From: イアンフェッティ <ifette@google.com>
Date: Fri, 8 Jun 2012 00:53:42 -0700
Message-ID: <CAF4kx8c2jYYXQxv7=Ag9Z69woe0AFnMdiG_Mfd1Kaz3OHD-Bnw@mail.gmail.com>
To: Jonathan Mayer <jmayer@stanford.edu>
Cc: Bjoern Hoehrmann <derhoermi@gmx.net>, Rigo Wenning <rigo@w3.org>, David Singer <singer@apple.com>, "public-tracking@w3.org (public-tracking@w3.org)" <public-tracking@w3.org>

I don't believe I said anything about third party websites renegotiating
the DNT standard. From the beginning, I thought everyone understood that no
one could force a website to implement DNT. Indeed, throughout the process
I've tried to point out things that I thought would make it difficult for a
site to implement DNT and suggest changes that I thought might make DNT
adoption more straightforward and thus more likely for a broader swath of
website operators. I think where we might be differing is that you view
that if a website chooses to do anything with DNT, it must fully adopt DNT
for all users and adhere strictly to the DNT spec. In reality, what we
often see is that people pick and choose what portions of a spec they will
implement, for better or worse (both in the browser and on the server).
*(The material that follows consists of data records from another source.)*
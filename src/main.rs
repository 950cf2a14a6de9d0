//! Mockingbird - CLI Entry Point

use anyhow::Result;
use clap::Parser;
use mockingbird::server::RequestLogWriter;
use mockingbird::{FsLoader, HttpServer, MockServer, MockServerConfig};
use std::path::PathBuf;
use std::sync::Arc;
use tracing::{info, Level};
use tracing_subscriber::FmtSubscriber;

#[derive(Parser, Debug)]
#[command(
    name = "mockingbird",
    about = "Configuration-driven HTTP mock server",
    version
)]
struct Args {
    /// Path to configuration file
    #[arg(short, long, default_value = "mockingbird.yaml")]
    config: PathBuf,

    /// Listen address, overriding settings.listen_addr (e.g., "0.0.0.0:8080")
    #[arg(long, value_name = "ADDR")]
    listen: Option<String>,

    /// Log level (trace, debug, info, warn, error)
    #[arg(short = 'L', long, default_value = "info")]
    log_level: Level,

    /// Print an example configuration and exit
    #[arg(long)]
    print_config: bool,

    /// Validate configuration and exit
    #[arg(long)]
    validate: bool,
}

#[tokio::main]
async fn main() -> Result<()> {
    let args = Args::parse();

    let subscriber = FmtSubscriber::builder()
        .with_max_level(args.log_level)
        .with_target(false)
        .finish();
    tracing::subscriber::set_global_default(subscriber)?;

    if args.print_config {
        let default_config = include_str!("../demos/default-config.yaml");
        println!("{}", default_config);
        return Ok(());
    }

    if !args.config.exists() {
        anyhow::bail!("Configuration file not found: {:?}", args.config);
    }
    info!(path = ?args.config, "Loading configuration");
    let mut config = MockServerConfig::from_file(&args.config)?;
    if let Some(listen) = args.listen {
        config.settings.listen_addr = Some(listen);
    }

    let mock = MockServer::from_config(&config, &FsLoader)?;

    if args.validate {
        println!(
            "Configuration is valid ({} mocks defined)",
            mock.rules().len()
        );
        return Ok(());
    }

    let mut server = HttpServer::new(Arc::new(mock));
    if let Some(path) = &config.settings.request_log_path {
        info!(path = %path.display(), "Writing request log");
        server = server.with_request_log(RequestLogWriter::open(path).await?);
    }

    let listen_addr = config.settings.listen_addr()?;
    info!(addr = %listen_addr, "Starting mock server");
    server.run(listen_addr).await
}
I'm
trying to take a pragmatic view here, and merely ask the question "If a
website chooses to implement DNT for a subset of users, what is the best
way for the website to signal that." You imply the website shouldn't have
that option, I'm taking the view that I think it's entirely possible a
website may do that anyways regardless of your view that it should not, and
asking "given that, what's the best outcome?".
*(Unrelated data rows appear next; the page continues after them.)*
//! Path pattern compilation.
//!
//! A declared path such as `/a/*/{name}/**` is split into typed segments:
//! literals, single-element wildcards (`*`), named variables (`{name}`) and
//! an optional trailing recursive wildcard (`**`) that turns the pattern into
//! a prefix match.

use crate::error::PathError;
use std::fmt;

/// A single element of a compiled path.
#[derive(Debug, Clone, PartialEq, Eq)]
pub enum Segment {
    /// Must equal the request element exactly.
    Literal(String),
    /// Matches any one element; captured as `pvar<N>`.
    SingleWildcard,
    /// Matches any one element; captured under the given name.
    NamedVariable(String),
}

/// A validated, normalized path pattern.
#[derive(Debug, Clone, PartialEq, Eq)]
pub struct CompiledPath {
    segments: Vec<Segment>,
    is_prefix: bool,
    normalized: String,
}

impl CompiledPath {
    /// Segments to match, excluding the trailing `**` of a prefix pattern.
    pub fn segments(&self) -> &[Segment] {
        &self.segments
    }

    /// Whether the pattern ended in `**`.
    pub fn is_prefix(&self) -> bool {
        self.is_prefix
    }

    /// Canonical form: wildcards as `{pvarN}`, a prefix ending in `/`.
    pub fn normalized(&self) -> &str {
        &self.normalized
    }
}

impl fmt::Display for CompiledPath {
    fn fmt(&self, f: &mut fmt::Formatter<'_>) -> fmt::Result {
        f.write_str(&self.normalized)
    }
}

/// Name bound to a `*` element at 1-based position `index`.
pub fn wildcard_var(index: usize) -> String {
    format!("pvar{}", index)
}

/// Compile a raw path specification.
pub fn compile(raw: &str) -> Result<CompiledPath, PathError> {
    let rest = raw
        .strip_prefix('/')
        .ok_or_else(|| PathError::MustStartWithSlash {
            path: raw.to_string(),
        })?;

    let parts: Vec<&str> = rest.split('/').collect();
    let last = parts.len();
    let mut segments = Vec::with_capacity(parts.len());
    let mut rendered = vec![String::new()];
    let mut is_prefix = false;

    for (offset, part) in parts.iter().enumerate() {
        let index = offset + 1;
        let is_last = index == last;

        if part.trim().is_empty() {
            if !is_last {
                return Err(PathError::EmptySegment {
                    path: raw.to_string(),
                    index,
                });
            }
            segments.push(Segment::Literal(part.to_string()));
            rendered.push(part.to_string());
        } else if part.contains("**") {
            if *part != "**" || !is_last {
                return Err(PathError::BadDoubleWildcardPlacement {
                    path: raw.to_string(),
                    segment: part.to_string(),
                });
            }
            is_prefix = true;
            rendered.push(String::new());
        } else if part.contains('*') {
            if *part != "*" {
                return Err(PathError::BadWildcardPlacement {
                    path: raw.to_string(),
                    segment: part.to_string(),
                });
            }
            segments.push(Segment::SingleWildcard);
            rendered.push(format!("{{{}}}", wildcard_var(index)));
        } else if part.contains('{') || part.contains('}') {
            let name = variable_name(part).ok_or_else(|| PathError::BadVariableSyntax {
                path: raw.to_string(),
                segment: part.to_string(),
            })?;
            segments.push(Segment::NamedVariable(name.to_string()));
            rendered.push(part.to_string());
        } else {
            segments.push(Segment::Literal(part.to_string()));
            rendered.push(part.to_string());
        }
    }

    Ok(CompiledPath {
        segments,
        is_prefix,
        normalized: rendered.join("/"),
    })
}

/// Inner name of a whole-element `{name}` variable.
fn variable_name(segment: &str) -> Option<&str> {
    segment
        .strip_prefix('{')
        .and_then(|s| s.strip_suffix('}'))
        .filter(|name| !name.is_empty() && !name.contains('\n'))
}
I don't think there's a question of "If you claim you're going to do
something you should do it." The question is "If what you claim is that you
will comply with DNT only in certain circumstances, what is the best way to
make those circumstances clear such that users are not mislead into
thinking you're doing something that you're not."

Concretely, a company could claim "We will honor DNT when it's coming from
the following user agents" or "We will honor DNT from all user agents
except for the following". Assuming the company follows through on that
claim, it's not clear to me where you believe the misrepresentation is
coming from, but I'm not a lawyer so I won't get into that here. Instead,
the question I'm asking is, in either case, there are users that the
company is explicitly not claiming to support, how should that be made
apparent to the user so that they are not misled?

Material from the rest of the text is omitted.